Ah, the slushy – it’s the semi-frozen sugary beverage that has the nation talking. But what even is a slushy, and is Simon Bridges’ beef with them warranted? Alice Neville investigates.
Despite the rapidly plummeting temperatures that autumn has brought with it (Auckland this morning was reminiscent of the Battle of Winterfell, minus all the deaths and dragons and stuff), in recent days slushies have come zooming into the public consciousness.
Why? Old mate Simon Bridges. In case you missed it, the National Party leader is fuming about the fact that during the summer of 2017/18, the Department of Corrections spent $1 million on 193 slushy machines to keep prison guards cool at work.
After he uttered the below iconic quote, The Spinoff felt it was journalistically prudent that we also wrap our lips around some slushies. We hired a machine (we were spoilt for choice – turns out the Auckland slushy machine hire market is positively saturated) and got to work researching the world of slushies to bring you this, The Spinoff’s official slushy guide.
Get your lips around this quote of the day from Simon Bridges. pic.twitter.com/7t0un4l9Tx
— Dan News (@dannews) April 28, 2019
What in all hell is a slushy?
It’s OK to admit if you don’t know what a slushy is. National MP Judith Collins attributed her ignorance of slushies to “limited life experience”, but took to the world wide web to educate herself. Good on you, Jude. (Though let’s hope she didn’t look it up in Urban Dictionary, where there are several definitions and they are all gross.)
It went down like this: the year was 1958, and the excellently named Omar Knedlik owned a Dairy Queen in Kansas. One day, his soda machine broke – disaster! – so he transferred the soda to a freezer to keep it cool. It froze (who could’ve predicted that?!) but Knedlik decided to sell it anyway, and turns out his customers quite liked the stuff. Thus, the slushy was born.
Special machines were developed, various brands were born and slushies took over America and, eventually, the world.
How do slushy machines work?
Well, dear reader, one must distinguish between the frozen carbonated beverage (FCB) machine, the likes of which one finds at McDonald’s and petrol stations (shout out to Karori Mobil, where my childhood love of frozen Coke was born), and the regular “slush drink” machine.

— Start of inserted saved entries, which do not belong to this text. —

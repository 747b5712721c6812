//! Splitlab - A/B experiment engine
//!
//! Splitlab manages A/B tests for web content: test and variant definitions,
//! deterministic sticky visitor assignment, durable impression/conversion
//! tracking, and two-proportion significance evaluation.
//!
//! # Layout
//!
//! The crate is layered hexagonally: services depend only on the domain
//! ports, adapters implement them.
//!
//! - `domain`: models, errors, and the repository/provider ports
//! - `services`: the engine's operations on top of the ports
//! - `adapters`: SQLite persistence and the HTTP suggestion provider
//! - `infrastructure`: configuration loading and logging setup
//! - `cli`: the `splitlab` command-line interface
//!
//! # Example
//!
//! ```ignore
//! use std::sync::Arc;
//! use splitlab::adapters::sqlite::{initialize_configured_database, SqliteTestRepository};
//! use splitlab::domain::models::DatabaseConfig;
//! use splitlab::services::VariantAssignor;
//!
//! #[tokio::main]
//! async fn main() -> anyhow::Result<()> {
//!     let pool = initialize_configured_database(&DatabaseConfig::default()).await?;
//!     let assignor = VariantAssignor::new(Arc::new(SqliteTestRepository::new(pool)));
//!     Ok(())
//! }
//! ```

pub mod adapters;
pub mod cli;
pub mod domain;
pub mod infrastructure;
pub mod services;

// Re-export commonly used types for convenience
pub use domain::errors::{EngineError, EngineResult};
pub use domain::models::{
    AbTest, Config, DatabaseConfig, EvaluationConfig, EventKind, GoalType, LoggingConfig,
    Suggestion, SuggestionRequest, SuggestionsConfig, TestDefinition, TestPatch, TestStatus,
    TrackedEvent, Variant, VariantDefinition, VisitorKey,
};
pub use domain::ports::{
    EventRepository, SuggestionProvider, TestFilter, TestRepository, TestWithVariants,
};
pub use infrastructure::config::{ConfigError, ConfigLoader};
pub use services::{
    EventRecorder, LifecycleController, SignificanceEvaluator, SuggestionService, TestRegistry,
    VariantAssignor, Verdict,
};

The FCB machine is more complex and expensive, as it requires a pressure chamber and a carbon dioxide source, while the non-carbonated slush machine – the kind purchased by Corrections and hired by The Spinoff – relies on a cooling system and a churning motion and results in a wetter beverage than the frozen Coke and its family. If you would like to know more about how a slushy machine works, good on you for wanting to expand your mind: find detailed information here.
All this news drama with the prison guard slushie machines is actially a cleverly orchestrated Mc Donald’s PR stunt to detract you from the fact that their frozen coke machine is broken at the moment.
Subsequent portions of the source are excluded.